Sir Francis Dashwood and the Earl of Sandwich are alleged to have been members of a Hellfire Club that met at the George and Vulture Inn throughout the 1730s. Dashwood founded the Order of the Knights of St Francis in 1746, originally meeting at the George & Vulture.

The club motto was Fais ce que tu voudras (Do what thou wilt), a philosophy of life associated with François Rabelais's fictional abbey at Thélème and later used by Aleister Crowley.

Francis Dashwood was well known for his pranks: for example, while in the imperial court in St Petersburg, he dressed up as the king of Sweden, a great enemy of Russia. The membership of Sir Francis's club was initially limited to twelve but soon increased. Of the original twelve, some are regularly identified: Dashwood, Robert Vansittart, Thomas Potter, Francis Duffield, Edward Thompson, Paul Whitehead and John Montagu, 4th Earl of Sandwich.
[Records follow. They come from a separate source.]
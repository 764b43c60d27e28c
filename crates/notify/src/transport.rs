//! Mail transport seam and SMTP implementation.
//!
//! [`MailTransport`] abstracts the actual delivery so the dispatcher and the
//! report jobs consume a typed result instead of transport exceptions.
//! [`SmtpMailer`] wraps the `lettre` async SMTP transport; [`NoopMailer`]
//! logs and succeeds, for environments without an SMTP relay.

use async_trait::async_trait;
use lettre::message::header::ContentType;
use lettre::message::{MultiPart, SinglePart};
use lettre::transport::smtp::authentication::Credentials;
use lettre::{AsyncSmtpTransport, AsyncTransport, Message, Tokio1Executor};

// ---------------------------------------------------------------------------
// Error
// ---------------------------------------------------------------------------

/// Error type for mail delivery failures.
#[derive(Debug, thiserror::Error)]
pub enum TransportError {
    /// SMTP transport-level failure (authentication, connection, timeout).
    #[error("SMTP transport error: {0}")]
    Smtp(#[from] lettre::transport::smtp::Error),

    /// The recipient or sender address could not be parsed.
    #[error("Email address parse error: {0}")]
    Address(#[from] lettre::address::AddressError),

    /// The MIME message could not be assembled.
    #[error("Email build error: {0}")]
    Build(String),
}

// ---------------------------------------------------------------------------
// OutboundEmail
// ---------------------------------------------------------------------------

/// A file attached to an outbound email.
#[derive(Debug, Clone)]
pub struct Attachment {
    pub file_name: String,
    /// MIME type, e.g. `text/csv`.
    pub content_type: String,
    pub bytes: Vec<u8>,
}

/// One message handed to the transport.
#[derive(Debug, Clone)]
pub struct OutboundEmail {
    pub to: String,
    pub subject: String,
    pub body: String,
    pub is_html: bool,
    pub attachment: Option<Attachment>,
}

// ---------------------------------------------------------------------------
// MailTransport
// ---------------------------------------------------------------------------

/// Sends one email, reporting failure as a typed result.
///
/// Implementations must be safe to call concurrently; the sweep fans out
/// tens of sends at a time.
#[async_trait]
pub trait MailTransport: Send + Sync {
    async fn send(&self, email: &OutboundEmail) -> Result<(), TransportError>;
}

// ---------------------------------------------------------------------------
// SmtpConfig
// ---------------------------------------------------------------------------

/// Default SMTP port (STARTTLS).
const DEFAULT_SMTP_PORT: u16 = 587;

/// Default sender address when `SMTP_FROM` is not set.
const DEFAULT_FROM_ADDRESS: &str = "noreply@classtrack.local";

/// Configuration for the SMTP mailer.
#[derive(Debug, Clone)]
pub struct SmtpConfig {
    /// SMTP server hostname.
    pub smtp_host: String,
    /// SMTP server port (defaults to 587).
    pub smtp_port: u16,
    /// RFC 5322 "From" address.
    pub from_address: String,
    /// Optional SMTP username.
    pub smtp_user: Option<String>,
    /// Optional SMTP password.
    pub smtp_password: Option<String>,
}

impl SmtpConfig {
    /// Load configuration from environment variables.
    ///
    /// Returns `None` if `SMTP_HOST` is not set, signalling that real mail
    /// delivery is not configured and [`NoopMailer`] should be used instead.
    ///
    /// | Variable        | Required | Default                     |
    /// |-----------------|----------|-----------------------------|
    /// | `SMTP_HOST`     | yes      | —                           |
    /// | `SMTP_PORT`     | no       | `587`                       |
    /// | `SMTP_FROM`     | no       | `noreply@classtrack.local`  |
    /// | `SMTP_USER`     | no       | —                           |
    /// | `SMTP_PASSWORD` | no       | —                           |
    pub fn from_env() -> Option<Self> {
        let smtp_host = std::env::var("SMTP_HOST").ok()?;
        Some(Self {
            smtp_host,
            smtp_port: std::env::var("SMTP_PORT")
                .ok()
                .and_then(|p| p.parse().ok())
                .unwrap_or(DEFAULT_SMTP_PORT),
            from_address: std::env::var("SMTP_FROM")
                .unwrap_or_else(|_| DEFAULT_FROM_ADDRESS.to_string()),
            smtp_user: std::env::var("SMTP_USER").ok(),
            smtp_password: std::env::var("SMTP_PASSWORD").ok(),
        })
    }
}

// ---------------------------------------------------------------------------
// SmtpMailer
// ---------------------------------------------------------------------------

/// Sends email through a STARTTLS SMTP relay.
pub struct SmtpMailer {
    transport: AsyncSmtpTransport<Tokio1Executor>,
    from_address: String,
}

impl SmtpMailer {
    /// Build the relay connection pool from configuration.
    pub fn new(config: SmtpConfig) -> Result<Self, TransportError> {
        let mut builder =
            AsyncSmtpTransport::<Tokio1Executor>::starttls_relay(&config.smtp_host)?
                .port(config.smtp_port);

        if let (Some(user), Some(pass)) = (&config.smtp_user, &config.smtp_password) {
            builder = builder.credentials(Credentials::new(user.clone(), pass.clone()));
        }

        Ok(Self {
            transport: builder.build(),
            from_address: config.from_address,
        })
    }
}

#[async_trait]
impl MailTransport for SmtpMailer {
    async fn send(&self, email: &OutboundEmail) -> Result<(), TransportError> {
        let message = build_message(&self.from_address, email)?;
        self.transport.send(message).await?;
        tracing::info!(to = %email.to, subject = %email.subject, "Email handed to SMTP relay");
        Ok(())
    }
}

/// Assemble the MIME message: a single text or HTML part, wrapped in a
/// mixed multipart when an attachment is present.
fn build_message(from: &str, email: &OutboundEmail) -> Result<Message, TransportError> {
    let builder = Message::builder()
        .from(from.parse()?)
        .to(email.to.parse()?)
        .subject(&email.subject);

    let content_type = if email.is_html {
        ContentType::TEXT_HTML
    } else {
        ContentType::TEXT_PLAIN
    };
    let body_part = SinglePart::builder()
        .header(content_type)
        .body(email.body.clone());

    match &email.attachment {
        None => builder
            .singlepart(body_part)
            .map_err(|e| TransportError::Build(e.to_string())),
        Some(att) => {
            let att_type = ContentType::parse(&att.content_type)
                .map_err(|e| TransportError::Build(e.to_string()))?;
            let att_part =
                lettre::message::Attachment::new(att.file_name.clone()).body(att.bytes.clone(), att_type);
            builder
                .multipart(MultiPart::mixed().singlepart(body_part).singlepart(att_part))
                .map_err(|e| TransportError::Build(e.to_string()))
        }
    }
}

// ---------------------------------------------------------------------------
// NoopMailer
// ---------------------------------------------------------------------------

/// Transport that skips delivery and logs instead.
///
/// Used when no SMTP relay is configured, so the rest of the engine keeps
/// working and queued mail is visibly "delivered" in development.
#[derive(Debug, Clone, Default)]
pub struct NoopMailer;

#[async_trait]
impl MailTransport for NoopMailer {
    async fn send(&self, email: &OutboundEmail) -> Result<(), TransportError> {
        tracing::info!(
            to = %email.to,
            subject = %email.subject,
            "SMTP not configured, skipping actual delivery"
        );
        Ok(())
    }
}

// ---------------------------------------------------------------------------
// Tests
// ---------------------------------------------------------------------------

#[cfg(test)]
mod tests {
    use super::*;

    fn plain_email() -> OutboundEmail {
        OutboundEmail {
            to: "student@example.com".to_string(),
            subject: "Hello".to_string(),
            body: "Plain body".to_string(),
            is_html: false,
            attachment: None,
        }
    }

    // -- config ---------------------------------------------------------------

    #[test]
    fn from_env_returns_none_without_smtp_host() {
        // Ensure SMTP_HOST is not set in the test environment.
        std::env::remove_var("SMTP_HOST");
        assert!(SmtpConfig::from_env().is_none());
    }

    // -- message building -----------------------------------------------------

    #[test]
    fn builds_plain_text_message() {
        let message = build_message("noreply@classtrack.local", &plain_email())
            .expect("plain message should build");
        let raw = String::from_utf8_lossy(&message.formatted()).to_string();
        assert!(raw.contains("Subject: Hello"));
        assert!(raw.contains("Plain body"));
    }

    #[test]
    fn builds_html_message() {
        let mut email = plain_email();
        email.is_html = true;
        email.body = "<h1>Hi</h1>".to_string();
        let message =
            build_message("noreply@classtrack.local", &email).expect("html message should build");
        let raw = String::from_utf8_lossy(&message.formatted()).to_string();
        assert!(raw.contains("text/html"));
    }

    #[test]
    fn builds_message_with_csv_attachment() {
        let mut email = plain_email();
        email.attachment = Some(Attachment {
            file_name: "report.csv".to_string(),
            content_type: "text/csv".to_string(),
            bytes: b"a,b\n1,2\n".to_vec(),
        });
        let message = build_message("noreply@classtrack.local", &email)
            .expect("attachment message should build");
        let raw = String::from_utf8_lossy(&message.formatted()).to_string();
        assert!(raw.contains("multipart/mixed"));
        assert!(raw.contains("report.csv"));
    }

    #[test]
    fn rejects_unparseable_recipient() {
        let mut email = plain_email();
        email.to = "not-an-address".to_string();
        let err = build_message("noreply@classtrack.local", &email)
            .expect_err("invalid recipient must fail");
        assert!(err.to_string().contains("Email address parse error"));
    }

    // -- error display --------------------------------------------------------

    #[test]
    fn transport_error_display_build() {
        let err = TransportError::Build("missing body".to_string());
        assert_eq!(err.to_string(), "Email build error: missing body");
    }
}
The list of supposed members is immense; among the more probable candidates are Benjamin Bates II, George Bubb Dodington, a fabulously corpulent man in his 60s; William Hogarth, although hardly a gentleman, has been associated with the club after painting Dashwood as a Franciscan Friar and John Wilkes, though much later, under the pseudonym John of Aylesbury. As there are no records left (these having been burned in 1774), many of these members are just assumed or linked by letters sent to each other.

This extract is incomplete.